For the cell viability and proliferation assays, hFDP cells were seeded into a 96-well plate at a cell count of 1 × 10⁴ cells per well one day before the experiment for cell attachment. Following 24 h (h), the cells were treated with various concentrations of extracts and incubated in a CO₂ incubator at 37 °C for the next 24 h. In this experiment, the WST assay (Ez-Cytox kit—DoGenBio, Seoul, Republic of Korea) was used to determine the cytotoxicity of the samples. Subsequently, a solution of 10% WST was added to each well, followed by incubation in an incubator (37 °C, 5% CO₂) for one hour. The samples were detected using a microplate reader (Biotek Synergy-HT, Winooski, VT, USA) to measure their absorbance at 450 nm. The experiment was conducted three times under the same conditions.

2.4. 17β-Hydroxysteroid Dehydrogenase (17β-HSD) Level

17β-HSD activity was analyzed using the Human 17β-hydroxysteroid dehydrogenase type 3 (HSD17b3) ELISA Kit (Biomatik, Kitchener, ON, Canada). All the ELISA steps were performed according to the protocols enclosed in the kit. In short, the cells were incubated according to the protocol after inoculating the cell lysate, which was treated with various extracts with different concentrations into the 6-well plate. After performing all the intermediate steps, the 3,3′,5,5′-Tetramethylbenzidine (TMB) substrate solution was added to each well and incubated further for 20 min in dark conditions. Following dispensing the stop solution, all the test samples were read at the wavelength deemed suitable in the protocol.

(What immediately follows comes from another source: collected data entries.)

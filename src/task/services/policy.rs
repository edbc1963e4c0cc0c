//! Access policies for task mutations other than status changes.

use crate::task::domain::{Task, TaskId, UserId};
use std::fmt;
use thiserror::Error;

/// Mutations guarded by a [`TaskAccessPolicy`].
#[derive(Debug, Clone, Copy, PartialEq, Eq, Hash)]
pub enum TaskAction {
    /// Editing the title or description.
    EditDetails,
    /// Setting or clearing the assignee.
    Assign,
    /// Deleting the task and its history.
    Delete,
}

impl TaskAction {
    /// Returns a short lowercase label for logs and messages.
    #[must_use]
    pub const fn as_str(self) -> &'static str {
        match self {
            Self::EditDetails => "edit",
            Self::Assign => "assign",
            Self::Delete => "delete",
        }
    }
}

impl fmt::Display for TaskAction {
    fn fmt(&self, f: &mut fmt::Formatter<'_>) -> fmt::Result {
        f.write_str(self.as_str())
    }
}

/// Rejection produced by a [`TaskAccessPolicy`].
#[derive(Debug, Clone, Error, PartialEq, Eq)]
#[error("user {user_id} may not {action} task {task_id}")]
pub struct AccessDenied {
    /// Task the action targeted.
    pub task_id: TaskId,
    /// Acting user.
    pub user_id: UserId,
    /// Rejected action.
    pub action: TaskAction,
}

/// Decides whether an acting user may perform an action on a task.
///
/// Status changes are deliberately outside this policy: the acting user of a
/// transition is recorded, not checked.
pub trait TaskAccessPolicy: Send + Sync {
    /// Authorizes `action` on `task` for `acting_user`.
    ///
    /// # Errors
    ///
    /// Returns [`AccessDenied`] when the action is not permitted.
    fn authorize(
        &self,
        task: &Task,
        acting_user: UserId,
        action: TaskAction,
    ) -> Result<(), AccessDenied>;
}

/// Policy allowing only the task author to edit, assign or delete.
#[derive(Debug, Clone, Copy, Default)]
pub struct AuthorOnlyPolicy;

impl TaskAccessPolicy for AuthorOnlyPolicy {
    fn authorize(
        &self,
        task: &Task,
        acting_user: UserId,
        action: TaskAction,
    ) -> Result<(), AccessDenied> {
        if task.author() == acting_user {
            return Ok(());
        }
        Err(AccessDenied {
            task_id: task.id(),
            user_id: acting_user,
            action,
        })
    }
}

2.5. 3β-Hydroxysteroid Dehydrogenase (3β-HSD) Level

HFDP (3 × 10⁵ cells/well) cells were seeded in 6-well plates, cultured for one day for the desired cell attachment, and treated with various extracts at various concentrations for 24 h. Following 24 h of the treatment, the cells were collected, and the lysates were prepared for the ELISA assays. The amount of 3β-HSD was measured using the Human HSD3B1 (Competitive EIA) ELISA Kit (LSBIO, Lynnwood, WA, USA) according to the manufacturer’s instructions.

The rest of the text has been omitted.